A memorable moment in Rapid City. It was the Fourth of July weekend and I have never seen so many fireworks in my life. They didn’t seem to have any restriction and the whole city was lit up for hours. It was literally raining shrapnel, bouncing off the house and landing in Kurt’s truck.

Yet, some things do change. It was a perfect day visiting Mount Rushmore, with the smell of the pine trees reminding me that I wasn’t just looking at photographs or reminiscing in my mind’s eye. The four presidents looked no worse for wear. Yet, we had all changed. No longer young men but of a presidential age. Grayer and wiser. Peers to the men frozen in stone. It was tempting to feel like a victim of time’s relentless march, but I noticed my eyes saw the beauty of the monument like never before. I even thought to myself, “How could I have stood here decades ago, on a day just like today, and not have noticed how beautiful this was?” I also never took the time to learn the history. This time I did and the feat of art, engineering and politicking (someone had to get permission and money) was like an exclamation point on the beauty of the sculpture.

After our reunion, I asked everyone to contribute any words of wisdom they had. “For me,” I said, “besides the importance of good friends, our reunion had a lot to do with reminding myself to enjoy the moment because our memories are all we really have left from so long ago.”

Kurt’s comment quickly threw us off track, “Quick thoughts of the weekend that come to mind: 1) Wear protective headgear when in Rapid City on the Fourth of July. 2) Always flush the toilet…”

Dennis replied, “I forgot about the toilet! Doing better with that these days, Scott?”

And I said, “You know me, just creating memorable moments wherever I go.” (Oops!) This is a good example of an unplanned memorable moment — it will be memorable because they won’t let me forget.

Scott's foot coming through a hole in the floor and nearly hitting Dennis in the face.
A memorable moment from 1997. Here we reenact my foot falling through the floor. Ouch! And nearly hitting Dennis in the face. as he walks out the door. I’m lucky this didn’t really happen.

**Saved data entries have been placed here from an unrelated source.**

//! Fibre coverage by point-in-polygon over mapped footprints

use async_trait::async_trait;
use coverage_types::{
	AdapterResult, Coordinates, CoverageAdapter, FibreArea, FibrePolygonConfig,
	ProviderDescriptor, ProviderResult, Technology,
};
use tracing::debug;

#[derive(Debug, Clone)]
pub struct FibrePolygonAdapter {
	descriptor: ProviderDescriptor,
	areas: Vec<FibreArea>,
}

impl FibrePolygonAdapter {
	pub fn new(name: impl Into<String>, priority: u8, config: FibrePolygonConfig) -> Self {
		Self {
			descriptor: ProviderDescriptor::new(name, [Technology::Fibre], priority),
			areas: config.areas,
		}
	}

	/// Best footprint containing the point; overlapping areas resolve to the
	/// most confident one
	fn best_area(&self, coordinates: &Coordinates) -> Option<&FibreArea> {
		self.areas
			.iter()
			.filter(|area| area.polygon().contains(coordinates))
			.max_by_key(|area| area.confidence())
	}
}

#[async_trait]
impl CoverageAdapter for FibrePolygonAdapter {
	fn descriptor(&self) -> &ProviderDescriptor {
		&self.descriptor
	}

	async fn check_coverage(&self, coordinates: Coordinates) -> AdapterResult<ProviderResult> {
		let name = self.descriptor.name.as_str();

		match self.best_area(&coordinates) {
			Some(area) => {
				debug!("{} footprint {} contains {}", name, area.name, coordinates);
				let mut result =
					ProviderResult::covered(name, [Technology::Fibre], area.confidence())
						.with_packages(area.packages.clone())
						.with_note(format!("{} ({:?})", area.name, area.status));
				if let Some(days) = area.install_days {
					result = result.with_install_days(days);
				}
				Ok(result)
			},
			None => Ok(ProviderResult::not_covered(
				name,
				[Technology::Fibre],
				"No fibre footprint at this location",
			)),
		}
	}
}

#[cfg(test)]
mod tests {
	use super::*;
	use coverage_types::{FibreAreaStatus, Polygon};

	fn dfa() -> FibrePolygonAdapter {
		let mut sandton = FibreArea::new(
			"Sandton",
			FibreAreaStatus::Connected,
			Polygon::rectangle(-26.13, 28.03, -26.08, 28.09),
		);
		sandton.packages = vec!["Business Fibre 100Mbps".to_string()];
		sandton.install_days = Some(14);

		let greater = FibreArea::new(
			"Greater Sandton",
			FibreAreaStatus::Ductbank,
			Polygon::rectangle(-26.20, 27.95, -26.00, 28.20),
		);

		FibrePolygonAdapter::new(
			"DFA",
			8,
			FibrePolygonConfig {
				areas: vec![greater, sandton],
			},
		)
	}

	#[tokio::test]
	async fn test_overlapping_areas_pick_most_confident() {
		let result = dfa()
			.check_coverage(Coordinates::new(-26.1076, 28.0567))
			.await
			.unwrap();

		assert!(result.covered);
		assert_eq!(result.confidence, 95);
		assert_eq!(result.estimated_install_days, Some(14));
		assert_eq!(result.available_packages, vec!["Business Fibre 100Mbps"]);
	}

	#[tokio::test]
	async fn test_outer_area_only() {
		let result = dfa()
			.check_coverage(Coordinates::new(-26.02, 28.15))
			.await
			.unwrap();

		assert!(result.covered);
		assert_eq!(result.confidence, 50);
	}

	#[tokio::test]
	async fn test_outside_every_footprint() {
		let result = dfa()
			.check_coverage(Coordinates::new(-33.9249, 18.4241))
			.await
			.unwrap();

		assert!(!result.covered);
		assert_eq!(result.confidence, 0);
		assert!(result.technologies.contains(&Technology::Fibre));
	}
}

So, I got my wish. It’s an ironic wish because the sprinkle of new memories quickly seeps into the ground of my mind and disappears. I’m left wanting more. I suppose you could just say I miss my friends. I think I was wrong when I said our memories are all that we really have left. Sure, the memories are priceless, but they are ephemeral, finicky and often best forgotten. It is the people that you meet that become lifelong friends that are perhaps the best reward of an adventure. They don’t get left behind. They travel with you, adding a complementary perspective on your shared experiences. It’s like making a memory times two. It may actually be exponential. The more friends you have, the more perspective you have on your own life. And, you get to sit around the campfire and listen to the stories of your friends’ lives. Stories — they are like free memories.

In retrospect, I have more than memories. I’m left with a feeling of enduring friendships that grow but don’t turn gray, full of moments that are more like monuments, like Mount Rushmore, that can be revisited again and again, each time seeming a little different, each time learning a little bit more. The emails and photographs from our time together keep arriving, shedding a new perspective on our adventures. It’s like replaying a movie but as a different character. And I see that character growing and becoming better able to seize the day — or, should I say? — seize the memorable moments.

22 years ago, we were four very different people with nothing but a bicycle as a bond between, but it has been enough to overcome our differences and the passage of time. Maybe you can’t plan to make memorable moments, because you can’t plan for meeting friends like this. All you can do is put yourself in the right place, and they’ll happen.

Here’s to the next 22 years of growing not graying.

Cans of food being cooked on the campfire
A memorable moment that we still talk about. On a rainy day in Yosemite, we all huddled around the fire each with their own can of food cooking.